> [ASSIGNMENT] Use the entries below and reproduce exactly the lines from the one containing "the first render." down to the one containing "by this session.", both of them included.

> [DATA FOR PROCESSING]
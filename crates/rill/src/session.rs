//! Per-connection evaluation session.
//!
//! One logical evaluation context per connected client; no shared mutable
//! state between sessions. All mutations funnel through `&mut self`
//! methods, which makes the single-writer rule a compile-time property.
//! Async derivations are handed to an injected dispatcher; their results
//! come back through the session's own channel and are applied in
//! completion order, with stale revisions discarded by the evaluator.

use crate::component::Component;
use crate::eval::{AsyncDispatch, Evaluator, RecomputeOutcome};
use crate::store::Snapshot;
use crate::value::Value;
use futures::FutureExt;
use futures::future::BoxFuture;
use futures_channel::mpsc;
use std::sync::Arc;
use tracing::debug;
use ulid::Ulid;

/// Runs a future to completion, somewhere. The session does not care
/// whether that is a thread pool, a single-threaded executor or inline.
pub type Dispatcher = Arc<dyn Fn(BoxFuture<'static, ()>) + Send + Sync>;

struct AsyncOutcome {
    node: Arc<str>,
    revision: u64,
    result: Result<Value, String>,
}

pub struct Session {
    id: Ulid,
    evaluator: Evaluator,
    outcome_tx: mpsc::UnboundedSender<AsyncOutcome>,
    outcome_rx: mpsc::UnboundedReceiver<AsyncOutcome>,
    dispatcher: Dispatcher,
}

impl Session {
    pub fn new(component: Arc<Component>, dispatcher: Dispatcher) -> Self {
        let (outcome_tx, outcome_rx) = mpsc::unbounded();
        Self {
            id: Ulid::new(),
            evaluator: Evaluator::new(component),
            outcome_tx,
            outcome_rx,
            dispatcher,
        }
    }

    /// Session with an inline dispatcher: async derivations run to
    /// completion on the calling thread. Useful for tests and simple
    /// hosts; production hosts inject their executor's spawn.
    pub fn new_inline(component: Arc<Component>) -> Self {
        Self::new(
            component,
            Arc::new(|future| futures::executor::block_on(future)),
        )
    }

    pub fn id(&self) -> Ulid {
        self.id
    }

    pub fn value(&self, name: &str) -> Option<&Value> {
        self.evaluator.value(name)
    }

    pub fn snapshot(&self) -> Snapshot {
        self.evaluator.snapshot()
    }

    pub fn component(&self) -> &Arc<Component> {
        self.evaluator.component()
    }

    /// Hydrate initial field values and evaluate every derivation once.
    /// Returns the full projection for the first render.
    pub fn hydrate(&mut self, initial: &Snapshot) -> Snapshot {
        let outcome = self.evaluator.initialize(initial);
        let mut projection = self.evaluator.snapshot();
        projection.extend(self.dispatch(outcome));
        projection
    }

    /// The mutation entry point: apply changed fields, recompute, return
    /// the changed values for projection to rendering and mirrored cells.
    pub fn apply(&mut self, fields_changed: Snapshot) -> Snapshot {
        let outcome = self.evaluator.apply(fields_changed);
        self.dispatch(outcome)
    }

    /// An externally-triggered value change (push channel): same path
    /// as a mutation, the field simply was not changed by this session.
    pub fn apply_external(&mut self, name: Arc<str>, value: Value) -> Snapshot {
        self.apply(Snapshot::from([(name, value)]))
    }

    /// Drain completed async derivations, applying each in completion
    /// order. Returns the union of changed values.
    pub fn drain_async(&mut self) -> Snapshot {
        let mut changed = Snapshot::new();
        while let Ok(Some(outcome)) = self.outcome_rx.try_next() {
            let pass = self
                .evaluator
                .apply_async_result(outcome.node, outcome.revision, outcome.result);
            changed.extend(self.dispatch(pass));
        }
        changed
    }

    pub fn diagnostics(&self) -> &crate::component::Diagnostics {
        self.evaluator.component().diagnostics()
    }

    fn dispatch(&mut self, outcome: RecomputeOutcome) -> Snapshot {
        for AsyncDispatch {
            node,
            revision,
            future,
        } in outcome.dispatches
        {
            debug!(node = node.as_ref(), revision, "dispatching async derivation");
            let tx = self.outcome_tx.clone();
            (self.dispatcher)(
                async move {
                    let result = future.await;
                    // Receiver dropped means the session ended; nothing to do.
                    let _ = tx.unbounded_send(AsyncOutcome {
                        node,
                        revision,
                        result,
                    });
                }
                .boxed(),
            );
        }
        outcome.changed
    }
}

> [EXERCISE RESULT]
    /// Returns the full projection for the first render.
    pub fn hydrate(&mut self, initial: &Snapshot) -> Snapshot {
        let outcome = self.evaluator.initialize(initial);
        let mut projection = self.evaluator.snapshot();
        projection.extend(self.dispatch(outcome));
        projection
    }

    /// The mutation entry point: apply changed fields, recompute, return
    /// the changed values for projection to rendering and mirrored cells.
    pub fn apply(&mut self, fields_changed: Snapshot) -> Snapshot {
        let outcome = self.evaluator.apply(fields_changed);
        self.dispatch(outcome)
    }

    /// An externally-triggered value change (push channel): same path
    /// as a mutation, the field simply was not changed by this session.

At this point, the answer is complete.